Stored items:
◇ ◇ ◇

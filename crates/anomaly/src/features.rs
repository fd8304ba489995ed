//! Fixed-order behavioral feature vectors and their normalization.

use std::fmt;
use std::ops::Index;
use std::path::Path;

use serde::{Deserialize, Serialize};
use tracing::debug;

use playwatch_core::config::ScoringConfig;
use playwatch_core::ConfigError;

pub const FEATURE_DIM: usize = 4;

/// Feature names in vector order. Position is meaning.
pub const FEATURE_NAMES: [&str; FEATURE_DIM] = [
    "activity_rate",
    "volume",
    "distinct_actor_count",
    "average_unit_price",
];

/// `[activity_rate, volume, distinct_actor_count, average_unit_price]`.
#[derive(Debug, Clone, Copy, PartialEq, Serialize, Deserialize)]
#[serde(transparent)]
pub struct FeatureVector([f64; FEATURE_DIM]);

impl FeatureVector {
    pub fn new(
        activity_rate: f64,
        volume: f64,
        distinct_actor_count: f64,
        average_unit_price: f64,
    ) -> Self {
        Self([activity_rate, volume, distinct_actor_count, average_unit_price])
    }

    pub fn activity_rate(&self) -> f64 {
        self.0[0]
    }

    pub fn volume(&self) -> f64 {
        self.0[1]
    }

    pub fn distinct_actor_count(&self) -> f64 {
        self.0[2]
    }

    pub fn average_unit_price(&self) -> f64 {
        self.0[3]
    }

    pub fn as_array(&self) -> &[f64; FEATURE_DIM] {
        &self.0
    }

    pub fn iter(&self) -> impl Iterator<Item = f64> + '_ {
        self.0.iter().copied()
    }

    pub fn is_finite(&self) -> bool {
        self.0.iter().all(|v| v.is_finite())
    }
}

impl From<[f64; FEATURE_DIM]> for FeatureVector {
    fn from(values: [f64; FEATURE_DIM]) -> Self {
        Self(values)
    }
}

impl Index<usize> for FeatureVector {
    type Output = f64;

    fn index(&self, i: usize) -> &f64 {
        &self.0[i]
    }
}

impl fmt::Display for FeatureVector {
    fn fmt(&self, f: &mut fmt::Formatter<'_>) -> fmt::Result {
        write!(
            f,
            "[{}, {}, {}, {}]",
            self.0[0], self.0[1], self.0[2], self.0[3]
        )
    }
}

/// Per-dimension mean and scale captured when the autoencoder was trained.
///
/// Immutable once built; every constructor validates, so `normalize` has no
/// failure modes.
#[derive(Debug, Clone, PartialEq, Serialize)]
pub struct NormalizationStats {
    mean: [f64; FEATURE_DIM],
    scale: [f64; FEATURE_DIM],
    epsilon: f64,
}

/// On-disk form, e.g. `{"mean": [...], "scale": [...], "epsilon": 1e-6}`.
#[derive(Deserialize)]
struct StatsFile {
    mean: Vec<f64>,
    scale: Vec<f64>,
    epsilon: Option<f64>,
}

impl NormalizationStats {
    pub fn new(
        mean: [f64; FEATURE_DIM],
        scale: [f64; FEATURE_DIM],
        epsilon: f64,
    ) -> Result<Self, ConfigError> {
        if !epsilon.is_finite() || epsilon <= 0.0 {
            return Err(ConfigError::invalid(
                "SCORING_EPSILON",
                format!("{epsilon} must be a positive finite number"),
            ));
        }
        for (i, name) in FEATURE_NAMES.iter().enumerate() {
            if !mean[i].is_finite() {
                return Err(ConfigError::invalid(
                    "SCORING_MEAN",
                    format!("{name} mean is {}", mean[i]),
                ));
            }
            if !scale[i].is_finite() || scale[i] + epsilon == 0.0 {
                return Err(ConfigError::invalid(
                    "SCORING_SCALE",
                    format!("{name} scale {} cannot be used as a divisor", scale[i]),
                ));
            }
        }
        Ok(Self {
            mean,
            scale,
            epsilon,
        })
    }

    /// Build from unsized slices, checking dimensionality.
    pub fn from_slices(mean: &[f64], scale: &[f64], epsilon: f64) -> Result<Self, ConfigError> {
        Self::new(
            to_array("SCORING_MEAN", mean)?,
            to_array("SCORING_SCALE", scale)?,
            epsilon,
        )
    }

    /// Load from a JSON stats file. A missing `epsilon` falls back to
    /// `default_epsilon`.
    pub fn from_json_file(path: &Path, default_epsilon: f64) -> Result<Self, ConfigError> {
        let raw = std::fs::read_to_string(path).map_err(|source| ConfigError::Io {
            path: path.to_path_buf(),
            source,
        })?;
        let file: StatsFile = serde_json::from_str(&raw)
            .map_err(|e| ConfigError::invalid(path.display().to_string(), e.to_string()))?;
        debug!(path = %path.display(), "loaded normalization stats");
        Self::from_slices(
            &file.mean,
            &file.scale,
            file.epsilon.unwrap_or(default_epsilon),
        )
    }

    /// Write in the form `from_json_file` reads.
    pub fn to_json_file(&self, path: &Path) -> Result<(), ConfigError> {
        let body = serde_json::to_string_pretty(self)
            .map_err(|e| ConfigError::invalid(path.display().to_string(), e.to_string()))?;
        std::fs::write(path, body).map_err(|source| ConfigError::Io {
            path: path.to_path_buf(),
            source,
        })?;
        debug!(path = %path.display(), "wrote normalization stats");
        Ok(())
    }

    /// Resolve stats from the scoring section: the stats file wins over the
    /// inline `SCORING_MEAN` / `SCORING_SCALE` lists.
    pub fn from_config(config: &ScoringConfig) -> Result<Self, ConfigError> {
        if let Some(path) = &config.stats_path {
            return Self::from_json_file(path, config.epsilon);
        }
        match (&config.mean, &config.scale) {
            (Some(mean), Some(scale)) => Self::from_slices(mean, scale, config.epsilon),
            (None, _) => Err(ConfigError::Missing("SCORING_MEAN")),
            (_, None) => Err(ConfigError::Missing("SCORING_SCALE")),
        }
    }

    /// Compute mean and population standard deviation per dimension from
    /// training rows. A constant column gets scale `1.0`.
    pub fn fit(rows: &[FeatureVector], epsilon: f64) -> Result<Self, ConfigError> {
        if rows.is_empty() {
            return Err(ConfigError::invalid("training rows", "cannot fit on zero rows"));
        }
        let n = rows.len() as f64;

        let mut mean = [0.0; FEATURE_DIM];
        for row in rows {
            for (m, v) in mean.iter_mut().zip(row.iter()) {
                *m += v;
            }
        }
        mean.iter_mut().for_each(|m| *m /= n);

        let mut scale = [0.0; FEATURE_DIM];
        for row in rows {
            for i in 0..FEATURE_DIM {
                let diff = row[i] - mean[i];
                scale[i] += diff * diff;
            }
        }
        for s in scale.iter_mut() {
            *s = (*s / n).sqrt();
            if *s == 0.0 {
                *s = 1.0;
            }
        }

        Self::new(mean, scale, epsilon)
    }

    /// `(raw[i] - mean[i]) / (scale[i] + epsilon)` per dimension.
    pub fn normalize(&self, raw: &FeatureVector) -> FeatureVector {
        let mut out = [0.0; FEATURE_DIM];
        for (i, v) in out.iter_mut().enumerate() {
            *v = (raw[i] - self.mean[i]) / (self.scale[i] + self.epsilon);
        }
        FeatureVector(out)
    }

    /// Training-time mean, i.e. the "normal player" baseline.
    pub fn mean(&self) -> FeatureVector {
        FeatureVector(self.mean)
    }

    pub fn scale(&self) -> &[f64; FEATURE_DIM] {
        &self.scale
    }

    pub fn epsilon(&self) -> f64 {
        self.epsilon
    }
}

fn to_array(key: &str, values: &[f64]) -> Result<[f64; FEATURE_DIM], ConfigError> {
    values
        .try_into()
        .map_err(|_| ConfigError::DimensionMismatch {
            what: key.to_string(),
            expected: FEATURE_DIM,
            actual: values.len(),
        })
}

◇ ◇ ◇

> _Exercise prompt_:
Starting from the top of the records and ending at the line that contains "use playwatch_core::ConfigError;", repeat each line exactly and return only those lines.

> _Expected output_:
filename crates/anomaly/src/features.rs
repository fd8304ba489995ed
//! Fixed-order behavioral feature vectors and their normalization.

use std::fmt;
use std::ops::Index;
use std::path::Path;

use serde::{Deserialize, Serialize};
use tracing::debug;

use playwatch_core::config::ScoringConfig;
use playwatch_core::ConfigError;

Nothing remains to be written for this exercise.